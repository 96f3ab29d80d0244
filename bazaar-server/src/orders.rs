//! Order builder and fulfillment state machine
//!
//! `create_order` turns a cart snapshot into a priced multi-seller order:
//! every line is re-resolved against the catalog at checkout (the cart's
//! stored price is never trusted), the total is locked in at creation, and
//! the consumed cart lines are cleared in the same transaction that persists
//! the order.
//!
//! Fulfillment runs per line item: each seller releases their own lines, the
//! order-level `Released` status is derived, and `Completed` requires it.

use std::sync::Arc;

use crate::catalog::Catalog;
use crate::models::{
    DeliveryAddress, Order, OrderItem, OrderStatus, PaymentMethod, PaymentStatus,
};
use crate::money::validate_price;
use crate::store::MarketStore;
use crate::utils::validation::{MAX_ADDRESS_LEN, MAX_NAME_LEN, MAX_SHORT_TEXT_LEN, validate_optional_text};
use crate::utils::{ServiceError, ServiceResult, now_millis};

#[derive(Clone)]
pub struct OrderService {
    store: Arc<MarketStore>,
    catalog: Arc<dyn Catalog>,
}

impl OrderService {
    pub fn new(store: Arc<MarketStore>, catalog: Arc<dyn Catalog>) -> Self {
        Self { store, catalog }
    }

    /// Create an order from the buyer's cart.
    ///
    /// All-or-nothing: every line must re-resolve against the catalog before
    /// anything is written; a vanished product aborts with the cart intact.
    pub async fn create_order(
        &self,
        buyer_id: &str,
        delivery_address: DeliveryAddress,
        payment_method: PaymentMethod,
    ) -> ServiceResult<Order> {
        validate_delivery_address(&delivery_address)?;

        let lines = self.store.cart_lines(buyer_id)?;
        if lines.is_empty() {
            return Err(ServiceError::InvalidState("Cart is empty".to_string()));
        }

        // Re-resolve every product for current price and seller; the cart's
        // snapshot is display-only and may be stale
        let mut items = Vec::with_capacity(lines.len());
        for line in &lines {
            let product = self
                .catalog
                .product_by_id(&line.product_id)
                .await?
                .ok_or_else(|| {
                    ServiceError::NotFound(format!("Product not found: {}", line.product_id))
                })?;
            validate_price(product.price, "price")?;
            items.push(OrderItem::new(
                product.id,
                product.title,
                product.seller_id,
                line.quantity,
                product.price,
            ));
        }

        let now = now_millis();
        let order = Order::new(buyer_id, items, delivery_address, payment_method, now);

        let txn = self.store.begin_write()?;
        self.store.put_order_txn(&txn, &order)?;
        self.store.index_order_txn(&txn, &order)?;
        // Remove exactly the consumed lines; a line added mid-checkout survives
        for line in &lines {
            self.store
                .remove_cart_line_txn(&txn, buyer_id, &line.product_id)?;
        }
        self.store.commit(txn)?;

        tracing::info!(
            order_id = %order.id,
            buyer_id,
            amount = %order.amount,
            lines = order.items.len(),
            "Order created"
        );
        Ok(order)
    }

    /// Get an order by id
    pub fn get_order(&self, order_id: &str) -> ServiceResult<Order> {
        self.store
            .get_order(order_id)?
            .ok_or_else(|| ServiceError::NotFound(format!("Order not found: {order_id}")))
    }

    /// Orders placed by a buyer, newest first
    pub fn orders_for_buyer(&self, buyer_id: &str) -> ServiceResult<Vec<Order>> {
        let mut orders = self.store.orders_for_buyer(buyer_id)?;
        orders.sort_by_key(|o| std::cmp::Reverse(o.created_at));
        Ok(orders)
    }

    /// Orders containing lines sold by a seller, newest first
    pub fn orders_for_seller(&self, seller_id: &str) -> ServiceResult<Vec<Order>> {
        let mut orders = self.store.orders_for_seller(seller_id)?;
        orders.sort_by_key(|o| std::cmp::Reverse(o.created_at));
        Ok(orders)
    }

    /// Release the caller's lines in an order.
    ///
    /// Only the lines' seller may release them; settlement must have
    /// confirmed the payment first.
    pub fn release_items(&self, order_id: &str, seller_id: &str) -> ServiceResult<Order> {
        let txn = self.store.begin_write()?;
        let mut order = self
            .store
            .get_order_txn(&txn, order_id)?
            .ok_or_else(|| ServiceError::NotFound(format!("Order not found: {order_id}")))?;

        if order.payment_status != PaymentStatus::Completed {
            return Err(ServiceError::InvalidState(
                "Payment has not been confirmed for this order".to_string(),
            ));
        }
        match order.status {
            OrderStatus::Paid | OrderStatus::Released => {}
            _ => {
                return Err(ServiceError::InvalidState(format!(
                    "Cannot release items from an order in status {:?}",
                    order.status
                )));
            }
        }
        if order.seller_line_count(seller_id) == 0 {
            return Err(ServiceError::Forbidden(
                "You are not authorized to release items in this order".to_string(),
            ));
        }

        let now = now_millis();
        let released = order.release_for_seller(seller_id, now);
        if released == 0 {
            return Err(ServiceError::InvalidState(
                "All your items in this order are already released".to_string(),
            ));
        }

        self.store.put_order_txn(&txn, &order)?;
        self.store.commit(txn)?;

        tracing::info!(order_id, seller_id, released, status = ?order.status, "Items released");
        Ok(order)
    }

    /// Complete an order; requires every line to have been released
    pub fn complete_order(&self, order_id: &str) -> ServiceResult<Order> {
        let txn = self.store.begin_write()?;
        let mut order = self
            .store
            .get_order_txn(&txn, order_id)?
            .ok_or_else(|| ServiceError::NotFound(format!("Order not found: {order_id}")))?;

        if order.status != OrderStatus::Released {
            return Err(ServiceError::InvalidState(
                "Order must be released before it can be completed".to_string(),
            ));
        }

        order.complete(now_millis());
        self.store.put_order_txn(&txn, &order)?;
        self.store.commit(txn)?;

        tracing::info!(order_id, "Order completed");
        Ok(order)
    }
}

fn validate_delivery_address(address: &DeliveryAddress) -> ServiceResult<()> {
    validate_optional_text(&address.full_name, "full_name", MAX_NAME_LEN)?;
    validate_optional_text(&address.phone_number, "phone_number", MAX_SHORT_TEXT_LEN)?;
    validate_optional_text(&address.address, "address", MAX_ADDRESS_LEN)?;
    validate_optional_text(&address.city, "city", MAX_NAME_LEN)?;
    validate_optional_text(&address.state, "state", MAX_NAME_LEN)?;
    Ok(())
}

=== Exercise objective ===
From the entries above, copy every line that holds the word "PaymentMethod".

=== Your response ===
    DeliveryAddress, Order, OrderItem, OrderStatus, PaymentMethod, PaymentStatus,
        payment_method: PaymentMethod,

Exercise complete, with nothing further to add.